··· Material supplied ···

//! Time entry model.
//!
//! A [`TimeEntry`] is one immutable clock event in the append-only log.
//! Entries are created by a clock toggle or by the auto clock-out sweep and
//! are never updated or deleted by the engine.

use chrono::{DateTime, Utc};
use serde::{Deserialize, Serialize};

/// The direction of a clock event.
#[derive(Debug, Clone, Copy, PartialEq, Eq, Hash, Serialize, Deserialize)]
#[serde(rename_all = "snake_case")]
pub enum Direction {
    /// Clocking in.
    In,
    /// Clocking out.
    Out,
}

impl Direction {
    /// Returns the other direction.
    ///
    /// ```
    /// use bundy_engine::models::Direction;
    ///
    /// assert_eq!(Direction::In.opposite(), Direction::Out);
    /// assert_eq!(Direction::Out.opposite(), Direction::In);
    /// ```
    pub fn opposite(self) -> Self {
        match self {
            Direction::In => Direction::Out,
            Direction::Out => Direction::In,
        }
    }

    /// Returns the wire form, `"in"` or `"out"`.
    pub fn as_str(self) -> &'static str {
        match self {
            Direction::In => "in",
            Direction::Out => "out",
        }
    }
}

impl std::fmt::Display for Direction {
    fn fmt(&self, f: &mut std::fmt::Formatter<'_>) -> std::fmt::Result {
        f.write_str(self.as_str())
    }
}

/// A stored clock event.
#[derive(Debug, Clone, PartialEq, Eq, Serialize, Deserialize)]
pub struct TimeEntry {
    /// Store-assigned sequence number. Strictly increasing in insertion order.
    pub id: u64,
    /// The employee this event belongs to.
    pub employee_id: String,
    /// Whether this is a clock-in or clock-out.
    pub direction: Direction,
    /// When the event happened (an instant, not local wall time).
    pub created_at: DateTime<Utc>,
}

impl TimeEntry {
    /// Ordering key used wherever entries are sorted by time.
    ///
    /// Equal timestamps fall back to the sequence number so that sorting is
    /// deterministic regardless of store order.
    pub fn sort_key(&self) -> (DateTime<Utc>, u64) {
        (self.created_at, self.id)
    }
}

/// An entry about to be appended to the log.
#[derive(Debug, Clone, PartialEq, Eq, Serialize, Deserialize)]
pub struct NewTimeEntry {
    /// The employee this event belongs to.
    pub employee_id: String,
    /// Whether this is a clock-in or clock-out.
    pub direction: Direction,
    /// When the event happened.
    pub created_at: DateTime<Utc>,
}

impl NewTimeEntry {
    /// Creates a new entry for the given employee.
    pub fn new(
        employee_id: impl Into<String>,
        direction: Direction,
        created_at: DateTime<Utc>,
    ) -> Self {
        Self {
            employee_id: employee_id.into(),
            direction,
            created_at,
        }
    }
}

···

*Task goal*.
Pull out each line of the records holding the string "NewTimeEntry".

*Result for this exercise*.
pub struct NewTimeEntry {
impl NewTimeEntry {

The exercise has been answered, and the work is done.